[Stored items]
__________________________________________________

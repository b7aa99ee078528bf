//! Host collaborator traits.
//!
//! The engine never touches a real document or window. Everything it needs
//! from the environment goes through three narrow traits:
//!
//! - [`GeometryProvider`] — pure, synchronous geometry queries. May be called
//!   arbitrarily often; no caching is assumed.
//! - [`VisualWriter`] — applies computed displacements, sizes, and scroll
//!   offsets back onto host elements.
//! - [`EventSource`] — installs and removes signal subscriptions.
//!
//! Geometry validity is inherently racy against the host's element
//! lifecycle, so every query returns `Option`: a detached target yields
//! `None` and dependent computation degrades to absent rather than erroring.

use std::time::Duration;

use crate::geometry::{Point, Rect, Size};
use crate::signal::SignalKind;

/// Opaque identity of a host element.
#[derive(Debug, Clone, Copy, PartialEq, Eq, Hash, PartialOrd, Ord)]
pub struct ElementId(pub u64);

/// A geometry or subscription target.
///
/// The viewport is the default conductor; elements are scrollable containers
/// or displaced targets inside it.
#[derive(Debug, Clone, Copy, PartialEq, Eq, Hash, PartialOrd, Ord)]
pub enum Target {
    /// The host viewport.
    Viewport,
    /// A specific element.
    Element(ElementId),
}

impl Default for Target {
    fn default() -> Self {
        Self::Viewport
    }
}

impl From<ElementId> for Target {
    fn from(id: ElementId) -> Self {
        Self::Element(id)
    }
}

/// Synchronous geometry queries against the host.
pub trait GeometryProvider {
    /// The target's rectangle, excluding overflowed content.
    ///
    /// `None` when the target is detached or unknown.
    fn rect_of(&self, target: Target) -> Option<Rect>;

    /// The target's content rectangle, including overflowed content.
    ///
    /// `None` when the target is detached or unknown.
    fn content_rect_of(&self, target: Target) -> Option<Rect>;

    /// The target's current raw scroll offset.
    fn scroll_offset_of(&self, target: Target) -> Point;
}

/// Applies computed visual state back onto host elements.
pub trait VisualWriter {
    /// Displace `el` by `offset` (a translate-style visual transform).
    fn set_translation(&mut self, el: ElementId, offset: Point);

    /// Set `el`'s box dimensions directly.
    fn set_size(&mut self, el: ElementId, size: Size);

    /// Set the raw scroll offset of `target`.
    fn set_scroll_offset(&mut self, target: Target, offset: Point);
}

/// How one signal subscription is bound.
#[derive(Debug, Clone, Copy, PartialEq, Eq, Default)]
pub struct SignalBinding {
    /// The element (or viewport) whose signals are observed.
    pub conductor: Target,
    /// Optional debounce rate. `None` means deliver at the host's native
    /// rate; debounce is configuration, not correctness.
    pub refresh_rate: Option<Duration>,
}

impl SignalBinding {
    /// Binding against the viewport at the native rate.
    #[must_use]
    pub const fn viewport() -> Self {
        Self {
            conductor: Target::Viewport,
            refresh_rate: None,
        }
    }

    /// Binding against a specific conductor at the native rate.
    #[must_use]
    pub const fn to(conductor: Target) -> Self {
        Self {
            conductor,
            refresh_rate: None,
        }
    }

    /// Set a debounce rate.
    #[must_use]
    pub const fn debounced(mut self, rate: Duration) -> Self {
        self.refresh_rate = Some(rate);
        self
    }
}

/// Handle to an installed subscription.
#[derive(Debug, Clone, Copy, PartialEq, Eq, Hash)]
pub struct SubscriptionId(pub u64);

/// Errors installing a subscription.
#[derive(Debug, Clone, Copy, PartialEq, Eq, thiserror::Error)]
pub enum SubscribeError {
    /// The host cannot deliver this signal kind.
    #[error("signal kind {0:?} is not supported by this host")]
    Unsupported(SignalKind),
}

/// Subscription management on the host's event plumbing.
pub trait EventSource {
    /// Install a subscription for `kind` at `binding`.
    fn subscribe(
        &mut self,
        kind: SignalKind,
        binding: &SignalBinding,
    ) -> Result<SubscriptionId, SubscribeError>;

    /// Remove a previously installed subscription.
    ///
    /// Unknown ids are ignored.
    fn unsubscribe(&mut self, id: SubscriptionId);
}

__________________________________________________

Copy out every line of the data where the word "ElementId" occurs.

(Written solution):
pub struct ElementId(pub u64);
    Element(ElementId),
impl From<ElementId> for Target {
    fn from(id: ElementId) -> Self {
    fn set_translation(&mut self, el: ElementId, offset: Point);
    fn set_size(&mut self, el: ElementId, size: Size);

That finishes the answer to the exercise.